GANimation — Facial Animation

Asha Vishwanathan
Analytics Vidhya
Published in
7 min readSep 3, 2020

Ganimation was an interesting paper that came out in 2018 where the authors successfully changed facial expressions by controlling the facial movements defining a human expression.

Check out the images from the paper, where they demonstrate some examples.

What are Action Units ?

Ekman and Friesen developed the Facial Action Coding System (FACS) for describing facial expressions. It breaks down facial expressions into individual components of muscle movement, called Action Units (AUs). For eg. Fear is given by — Inner Brow Raiser (AU1), Outer Brow Raiser (AU2), Brow Lowerer (AU4), Upper Lid Raiser (AU5), Lid Tightener (AU7), Lip Stretcher (AU20) and Jaw Drop (AU26).

Image Courtsey: https://inc.ucsd.edu/mplab/grants/project1/research/face-detection.html

Generating the Action Units

We can generate facial action units using projects like OpenFace Toolkit. OpenFace takes in images of faces and generates the Action Unit Vector. It uses MTCNN (Multi-task Convolutional Neural Network) for cropping the faces, which is a SOTA in face detection and a linear kernel SVM to regress the AU intensity estimations.

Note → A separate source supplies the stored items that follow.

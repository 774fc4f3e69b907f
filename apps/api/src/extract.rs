use axum::extract::FromRequest;

use crate::errors::AppError;

/// `Json` extractor whose rejections render as `{"detail": ...}` like every
/// other error response.
#[derive(FromRequest)]
#[from_request(via(axum::Json), rejection(AppError))]
pub struct ApiJson<T>(pub T);
//! `review_user_cv` — the advisor's tool for reading a session's uploaded CVs.

use std::cmp::Ordering;
use std::sync::Arc;

use async_trait::async_trait;
use chrono::{DateTime, Local};
use serde_json::{json, Value};
use tracing::{error, info};

use crate::advisor::tools::Tool;
use crate::cv::store::{CvStore, VectorStoreError};
use crate::models::cv::CvRecord;

pub const TOOL_NAME: &str = "review_user_cv";
/// Assumes no session uploads more than this many CVs.
pub const CV_RETRIEVAL_LIMIT: usize = 10;
pub const NO_CVS_FOUND: &str = "No CVs found for this session ID.";

const TOOL_DESCRIPTION: &str = "Retrieves the user's CV(s) from the database using their session_id. \
    Returns the CV summaries and contents.";
const DATE_FORMAT: &str = "%Y-%m-%d %H:%M:%S";
const MISSING_SUMMARY: &str = "No summary available.";
const MISSING_CONTENTS: &str = "No detailed contents available.";

pub struct CvReviewTool {
    store: Arc<dyn CvStore>,
}

impl CvReviewTool {
    pub fn new(store: Arc<dyn CvStore>) -> Self {
        Self { store }
    }

    async fn review(&self, session_id: &str) -> Result<String, VectorStoreError> {
        let mut records = self
            .store
            .records_for_session(session_id, CV_RETRIEVAL_LIMIT)
            .await?;

        if records.is_empty() {
            info!("No CVs found for session {session_id}");
            return Ok(NO_CVS_FOUND.to_string());
        }

        sort_newest_first(&mut records);
        info!("Retrieved {} CV(s) for session {session_id}", records.len());
        Ok(format_records(&records))
    }
}

#[async_trait]
impl Tool for CvReviewTool {
    fn name(&self) -> &str {
        TOOL_NAME
    }

    fn description(&self) -> &str {
        TOOL_DESCRIPTION
    }

    fn parameters(&self) -> Value {
        json!({
            "type": "object",
            "properties": {
                "session_id": {
                    "type": "string",
                    "description": "The current user's session_id."
                }
            },
            "required": ["session_id"]
        })
    }

    async fn call(&self, arguments: &Value) -> String {
        let session_id = match arguments.get("session_id").and_then(Value::as_str) {
            Some(id) if !id.trim().is_empty() => id,
            _ => return "Error retrieving CV: a non-empty session_id argument is required".to_string(),
        };

        match self.review(session_id).await {
            Ok(text) => text,
            Err(e) => {
                error!("Error retrieving CV for session {session_id}: {e}");
                format!("Error retrieving CV: {e}")
            }
        }
    }
}

/// Most recent upload first; records without a timestamp count as epoch 0.
/// Equal timestamps keep store order.
fn sort_newest_first(records: &mut [CvRecord]) {
    records.sort_by(|a, b| {
        let a = a.created.unwrap_or(0.0);
        let b = b.created.unwrap_or(0.0);
        b.partial_cmp(&a).unwrap_or(Ordering::Equal)
    });
}

fn format_records(records: &[CvRecord]) -> String {
    records
        .iter()
        .enumerate()
        .map(|(i, record)| format_block(record, i == 0))
        .collect::<Vec<_>>()
        .join("\n")
}

fn format_block(record: &CvRecord, most_recent: bool) -> String {
    let date = format_upload_date(record.created.unwrap_or(0.0));
    let label = if most_recent {
        "MOST RECENT CV".to_string()
    } else {
        format!("OLDER CV (Uploaded: {date})")
    };

    format!(
        "=== {label} ===\n\
         Date Uploaded: {date}\n\
         Summary: {}\n\
         Full Content Snippet: {}...\n\
         =======================\n",
        record.summary.as_deref().unwrap_or(MISSING_SUMMARY),
        record.contents.as_deref().unwrap_or(MISSING_CONTENTS),
    )
}

/// Local-time rendering of epoch seconds; the fractional part is dropped.
fn format_upload_date(created: f64) -> String {
    DateTime::from_timestamp(created.floor() as i64, 0)
        .map(|utc| utc.with_timezone(&Local).format(DATE_FORMAT).to_string())
        .unwrap_or_else(|| created.to_string())
}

Tadas Baltrusaitis has very generously open sourced the OpenFace Toolkit implementation and provides a convenient docker to generate the action units for each face.

Sample AU generated for a face would look like this -

[0.3 , 0.19, 0. , 0.02, 0. , 1.73, 0.56, 0.96, 0. , 0. , 0.03, 0. , 0.63, 0. , 0.75, 2.11, 0. ]

A value of 0 indicates an absence of that AU, while a positive number indicates the magnitude of activation.

Ganimation Approach

Ganimation is a model for synthetic facial animation which involves controlling these Action Units. Its a GAN Architecture, where the model is conditioned with a one-dimensional vector indicating the presence/absence and magnitude of each action unit. What is great is that the training process requires only the inputs of the image with its vector of action units.

Given an input image Iy(r) with action unit y(r) , the idea is to learn a Mapping M, to translate it an output image Iy(g) with action unit y(g).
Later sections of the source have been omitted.